DAMAS: La Syrie a annoncé jeudi avoir déjoué une tentative de faire passer des armes destinées au Hezbollah pro-iranien au Liban, dont des missiles, via sa frontière avec l'Irak.

"Les unités spécialisées ont déjoué une tentative d'introduction d'une cargaison d'armes sophistiquées et de missiles via la frontière syro-irakienne", a indiqué une source du ministère de l'Intérieur, citée par l'agence officielle Sana.
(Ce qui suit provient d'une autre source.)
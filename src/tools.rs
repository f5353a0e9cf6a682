//! Local tool definitions and the registry the agent consults first.
//!
//! A [`Tool`] pairs a name, a description and a JSON Schema for its parameters with an
//! async handler. Tools are registered in a [`ToolRegistry`]; the agent looks tools up
//! by name at call time, so every invocation reaches exactly the tool the model asked
//! for.
//!
//! The model never sees handlers, only [`ToolSpec`] descriptors. Remote tools
//! discovered from tool servers are described with the same type, which lets the agent
//! merge both sources into one list for the backend.
//!
//! # Schema shorthand
//!
//! Parameter schemas can be written in full JSON Schema or in a shorthand that maps
//! parameter names to type names:
//!
//! ```rust
//! use llm_conduit::tool;
//! use serde_json::json;
//!
//! let add = tool("add", "Add two numbers")
//!     .param("a", "number")
//!     .param("b", "number")
//!     .build(|args| async move {
//!         let a = args["a"].as_f64().unwrap_or(0.0);
//!         let b = args["b"].as_f64().unwrap_or(0.0);
//!         Ok(json!(a + b))
//!     });
//!
//! assert_eq!(add.spec().parameters["required"], json!(["a", "b"]));
//! ```
//!
//! Shorthand entries may also be objects with `optional`, `required` or `default`
//! keys; parameters with a default or marked optional are left out of `required`.

use crate::Result;
use serde::{Deserialize, Serialize};
use serde_json::Value;
use std::future::Future;
use std::pin::Pin;
use std::sync::Arc;

/// Type-erased async tool body.
pub type ToolHandler =
    Arc<dyn Fn(Value) -> Pin<Box<dyn Future<Output = Result<Value>> + Send>> + Send + Sync>;

/// Model-facing description of a tool: what the backend is told it may call.
#[derive(Debug, Clone, PartialEq, Serialize, Deserialize)]
pub struct ToolSpec {
    pub name: String,
    #[serde(default)]
    pub description: String,
    /// JSON Schema object describing the arguments.
    #[serde(default = "empty_object_schema", alias = "inputSchema")]
    pub parameters: Value,
}

impl ToolSpec {
    pub fn new(name: impl Into<String>, description: impl Into<String>, parameters: Value) -> Self {
        Self {
            name: name.into(),
            description: description.into(),
            parameters,
        }
    }
}

fn empty_object_schema() -> Value {
    serde_json::json!({
        "type": "object",
        "properties": {},
        "required": []
    })
}

/// An in-process tool.
#[derive(Clone)]
pub struct Tool {
    name: String,
    description: String,
    input_schema: Value,
    handler: ToolHandler,
}

impl Tool {
    pub fn new<F, Fut>(
        name: impl Into<String>,
        description: impl Into<String>,
        input_schema: Value,
        handler: F,
    ) -> Self
    where
        F: Fn(Value) -> Fut + Send + Sync + 'static,
        Fut: Future<Output = Result<Value>> + Send + 'static,
    {
        Self {
            name: name.into(),
            description: description.into(),
            input_schema: normalize_schema(input_schema),
            handler: Arc::new(move |args| Box::pin(handler(args))),
        }
    }

    /// Runs the tool body with JSON arguments.
    pub async fn execute(&self, arguments: Value) -> Result<Value> {
        (self.handler)(arguments).await
    }

    pub fn spec(&self) -> ToolSpec {
        ToolSpec::new(&self.name, &self.description, self.input_schema.clone())
    }

    pub fn name(&self) -> &str {
        &self.name
    }

    pub fn description(&self) -> &str {
        &self.description
    }

    pub fn input_schema(&self) -> &Value {
        &self.input_schema
    }
}

impl std::fmt::Debug for Tool {
    fn fmt(&self, f: &mut std::fmt::Formatter<'_>) -> std::fmt::Result {
        f.debug_struct("Tool")
            .field("name", &self.name)
            .field("description", &self.description)
            .field("input_schema", &self.input_schema)
            .finish()
    }
}

/// Expands shorthand parameter maps into a full JSON Schema object.
fn normalize_schema(schema: Value) -> Value {
    let Some(obj) = schema.as_object() else {
        return empty_object_schema();
    };

    // Already a complete schema
    if obj.contains_key("type") && obj.contains_key("properties") {
        return schema;
    }

    let mut properties = serde_json::Map::new();
    let mut required = Vec::new();

    for (param_name, param_type) in obj {
        if let Some(type_str) = param_type.as_str() {
            properties.insert(param_name.clone(), type_to_json_schema(type_str));
            required.push(param_name.clone());
        } else if let Some(prop) = param_type.as_object() {
            let mut prop = prop.clone();

            // `optional` and per-property `required` are shorthand, not JSON Schema
            let is_optional = prop
                .remove("optional")
                .and_then(|v| v.as_bool())
                .unwrap_or(false);
            let is_required = prop.remove("required").and_then(|v| v.as_bool());
            let has_default = prop.contains_key("default");

            properties.insert(param_name.clone(), Value::Object(prop));

            match is_required {
                Some(true) => required.push(param_name.clone()),
                Some(false) => {}
                None if is_optional || has_default => {}
                None => required.push(param_name.clone()),
            }
        }
    }

    serde_json::json!({
        "type": "object",
        "properties": properties,
        "required": required
    })
}

fn type_to_json_schema(type_str: &str) -> Value {
    let json_type = match type_str {
        "string" | "str" => "string",
        "integer" | "int" | "i32" | "i64" | "u32" | "u64" => "integer",
        "number" | "float" | "f32" | "f64" => "number",
        "boolean" | "bool" => "boolean",
        "array" | "list" | "vec" => "array",
        "object" | "dict" | "map" => "object",
        // Unknown type names fall back to string
        _ => "string",
    };

    serde_json::json!({ "type": json_type })
}

/// Builder for [`Tool`] with shorthand parameters.
pub struct ToolBuilder {
    name: String,
    description: String,
    schema: Value,
}

impl ToolBuilder {
    pub fn new(name: impl Into<String>, description: impl Into<String>) -> Self {
        Self {
            name: name.into(),
            description: description.into(),
            schema: serde_json::json!({}),
        }
    }

    /// Replaces the whole schema (full JSON Schema or shorthand map).
    pub fn schema(mut self, schema: Value) -> Self {
        self.schema = schema;
        self
    }

    /// Adds one required parameter in shorthand form.
    pub fn param(mut self, name: &str, type_str: &str) -> Self {
        if let Some(obj) = self.schema.as_object_mut() {
            obj.insert(name.to_string(), Value::String(type_str.to_string()));
        } else {
            let mut obj = serde_json::Map::new();
            obj.insert(name.to_string(), Value::String(type_str.to_string()));
            self.schema = Value::Object(obj);
        }
        self
    }

    pub fn build<F, Fut>(self, handler: F) -> Tool
    where
        F: Fn(Value) -> Fut + Send + Sync + 'static,
        Fut: Future<Output = Result<Value>> + Send + 'static,
    {
        Tool::new(self.name, self.description, self.schema, handler)
    }
}

/// Starts building a tool.
pub fn tool(name: impl Into<String>, description: impl Into<String>) -> ToolBuilder {
    ToolBuilder::new(name, description)
}

/// Name-keyed set of local tools, kept in registration order.
#[derive(Clone, Default)]
pub struct ToolRegistry {
    tools: Vec<Arc<Tool>>,
}

impl ToolRegistry {
    pub fn new() -> Self {
        Self::default()
    }

    /// Adds a tool, replacing any existing tool with the same name in place.
    pub fn register(&mut self, tool: Tool) {
        let tool = Arc::new(tool);
        match self.tools.iter_mut().find(|t| t.name() == tool.name()) {
            Some(slot) => *slot = tool,
            None => self.tools.push(tool),
        }
    }

    pub fn get(&self, name: &str) -> Option<&Arc<Tool>> {
        self.tools.iter().find(|t| t.name() == name)
    }

    pub fn contains(&self, name: &str) -> bool {
        self.get(name).is_some()
    }

    pub fn specs(&self) -> Vec<ToolSpec> {
        self.tools.iter().map(|t| t.spec()).collect()
    }

    pub fn len(&self) -> usize {
        self.tools.len()
    }

    pub fn is_empty(&self) -> bool {
        self.tools.is_empty()
    }
}

impl FromIterator<Tool> for ToolRegistry {
    fn from_iter<I: IntoIterator<Item = Tool>>(iter: I) -> Self {
        let mut registry = ToolRegistry::new();
        for tool in iter {
            registry.register(tool);
        }
        registry
    }
}

impl std::fmt::Debug for ToolRegistry {
    fn fmt(&self, f: &mut std::fmt::Formatter<'_>) -> std::fmt::Result {
        f.debug_list()
            .entries(self.tools.iter().map(|t| t.name()))
            .finish()
    }
}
"Les premières investigations ont établi que la cargaison était destinée à transiter par la Syrie au profit de la milice terroriste du Hezbollah", a ajouté cette source.

Le pouvoir syrien est hostile au Hezbollah, allié du président déchu Bachar al-Assad.
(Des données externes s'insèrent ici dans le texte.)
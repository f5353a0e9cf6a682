//! Middleware contract and the ordered chain that drives it.
//!
//! A [`Middleware`] wraps every backend call with three hooks:
//!
//! 1. **`before_request`**: sees the target and the prompt before the backend does.
//!    It can pass the prompt on (possibly rewritten) or answer the request itself
//!    with a ready-made [`ModelResponse`] (a *short-circuit*).
//! 2. **`after_response`**: sees every successful backend response and may replace it.
//! 3. **`on_error`**: observes each failed backend attempt.
//!
//! # Execution Model
//!
//! The chain is **not** an onion. Both hook phases run in registration order:
//!
//! ```text
//! before_request:  m0 -> m1 -> m2 -> backend
//! after_response:  m0 -> m1 -> m2 -> caller
//! on_error:        m0 -> m1 -> m2 -> retry decision
//! ```
//!
//! A short-circuit stops everything at once. If `m1` answers from its cache, `m2`'s
//! `before_request` never runs, the backend is never called, and **no**
//! `after_response` runs at all, including `m0`'s. A cache hit therefore bypasses any
//! cost accounting registered around it. This asymmetry is part of the contract.
//!
//! # Per-request context
//!
//! `after_response` receives a [`CallContext`] holding the target and the prompt that
//! *this* middleware saw in `before_request`. Middlewares correlate responses with
//! requests through that argument, never through fields on `self`, which keeps them
//! correct when one instance serves many concurrent requests.
//!
//! # Example
//!
//! ```rust
//! use async_trait::async_trait;
//! use llm_conduit::{BeforeRequest, Middleware, Prompt, Result};
//!
//! struct Suffix;
//!
//! #[async_trait]
//! impl Middleware for Suffix {
//!     async fn before_request(&self, _target: &str, prompt: Prompt) -> Result<BeforeRequest> {
//!         let text = match prompt {
//!             Prompt::Text(text) => format!("{text} [SUFFIX]"),
//!             other => return Ok(BeforeRequest::Continue(other)),
//!         };
//!         Ok(BeforeRequest::Continue(Prompt::Text(text)))
//!     }
//! }
//! ```

use crate::types::{ModelResponse, Prompt};
use crate::{Error, Result};
use async_trait::async_trait;
use std::sync::Arc;

/// What a `before_request` hook decided.
#[derive(Debug, Clone, PartialEq)]
pub enum BeforeRequest {
    /// Hand this prompt to the next middleware (or the backend).
    Continue(Prompt),
    /// Answer the request now; the rest of the pipeline is skipped.
    ShortCircuit(ModelResponse),
}

/// Per-request facts handed to `after_response`.
#[derive(Debug, Clone, Copy)]
pub struct CallContext<'a> {
    /// Backend identifier the request was sent to.
    pub target: &'a str,
    /// The prompt as this middleware received it in `before_request`.
    pub prompt: &'a Prompt,
}

/// A pluggable cross-cutting component around backend calls.
///
/// Every hook has a pass-through default, so implementors override only what they need.
#[async_trait]
pub trait Middleware: Send + Sync {
    /// Inspect or rewrite a prompt, or answer the request directly.
    ///
    /// Returning `Err` aborts the request immediately: the backend is not called and
    /// `on_error` does not run. The circuit breaker uses this to reject calls.
    async fn before_request(&self, _target: &str, prompt: Prompt) -> Result<BeforeRequest> {
        Ok(BeforeRequest::Continue(prompt))
    }

    /// Inspect or replace a successful backend response.
    async fn after_response(
        &self,
        _call: &CallContext<'_>,
        response: ModelResponse,
    ) -> Result<ModelResponse> {
        Ok(response)
    }

    /// Observe a failed backend attempt.
    async fn on_error(&self, _error: &Error, _target: &str) {}
}

/// Outcome of running every `before_request` hook.
#[derive(Debug)]
pub(crate) enum ChainOutcome {
    /// All hooks continued. `seen[i]` is the prompt middleware `i` received.
    Proceed { prompt: Prompt, seen: Vec<Prompt> },
    /// A hook answered the request.
    ShortCircuit(ModelResponse),
}

/// Ordered collection of middlewares.
#[derive(Clone, Default)]
pub struct MiddlewareChain {
    middlewares: Vec<Arc<dyn Middleware>>,
}

impl MiddlewareChain {
    pub fn new() -> Self {
        Self::default()
    }

    /// Appends a middleware; it runs after everything already registered.
    pub fn push(&mut self, middleware: Arc<dyn Middleware>) {
        self.middlewares.push(middleware);
    }

    pub fn len(&self) -> usize {
        self.middlewares.len()
    }

    pub fn is_empty(&self) -> bool {
        self.middlewares.is_empty()
    }

    /// Runs `before_request` in registration order, stopping at the first short-circuit.
    pub(crate) async fn run_before(&self, target: &str, prompt: Prompt) -> Result<ChainOutcome> {
        let mut seen = Vec::with_capacity(self.middlewares.len());
        let mut prompt = prompt;

        for (index, middleware) in self.middlewares.iter().enumerate() {
            seen.push(prompt.clone());
            match middleware.before_request(target, prompt).await? {
                BeforeRequest::Continue(next) => prompt = next,
                BeforeRequest::ShortCircuit(response) => {
                    log::debug!(
                        "middleware #{} short-circuited request for {}",
                        index,
                        target
                    );
                    return Ok(ChainOutcome::ShortCircuit(response));
                }
            }
        }

        Ok(ChainOutcome::Proceed { prompt, seen })
    }

    /// Runs `after_response` in registration order, threading the response forward.
    pub(crate) async fn run_after(
        &self,
        target: &str,
        seen: &[Prompt],
        response: ModelResponse,
    ) -> Result<ModelResponse> {
        let mut response = response;
        for (middleware, prompt) in self.middlewares.iter().zip(seen) {
            let call = CallContext { target, prompt };
            response = middleware.after_response(&call, response).await?;
        }
        Ok(response)
    }

    /// Runs `on_error` on every middleware in registration order.
    pub(crate) async fn run_on_error(&self, error: &Error, target: &str) {
        for middleware in &self.middlewares {
            middleware.on_error(error, target).await;
        }
    }
}

impl std::fmt::Debug for MiddlewareChain {
    fn fmt(&self, f: &mut std::fmt::Formatter<'_>) -> std::fmt::Result {
        f.debug_struct("MiddlewareChain")
            .field("middlewares", &format!("{} middlewares", self.middlewares.len()))
            .finish()
    }
}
Il a annoncé à plusieurs reprises avoir saisi des armes destinées au mouvement pro-iranien près de la frontière libanaise, mais c'est la première fois qu'il mentionne la frontière avec l'Irak.

Cette annonce intervient alors que le président américain Donald Trump met la pression sur la Syrie pour qu'elle intervienne au Liban contre le Hezbollah.

Depuis qu'une coalition islamiste a pris le pouvoir en Syrie en 2024, les autorités ont affirmé avoir démantelé des cellules liées à la formation pro-iranienne qui préparaient des attentats en Syrie, mais le Hezbollah a toujours démenti.

Le groupe est affaibli par la nouvelle guerre qu'il a menée contre Israël depuis mars pour soutenir l'Iran.

Le président syrien Ahmad al-Chareh dit refuser d'intervenir militairement au Liban contre le Hezbollah, comme l'a suggéré à plusieurs reprises Donald Trump.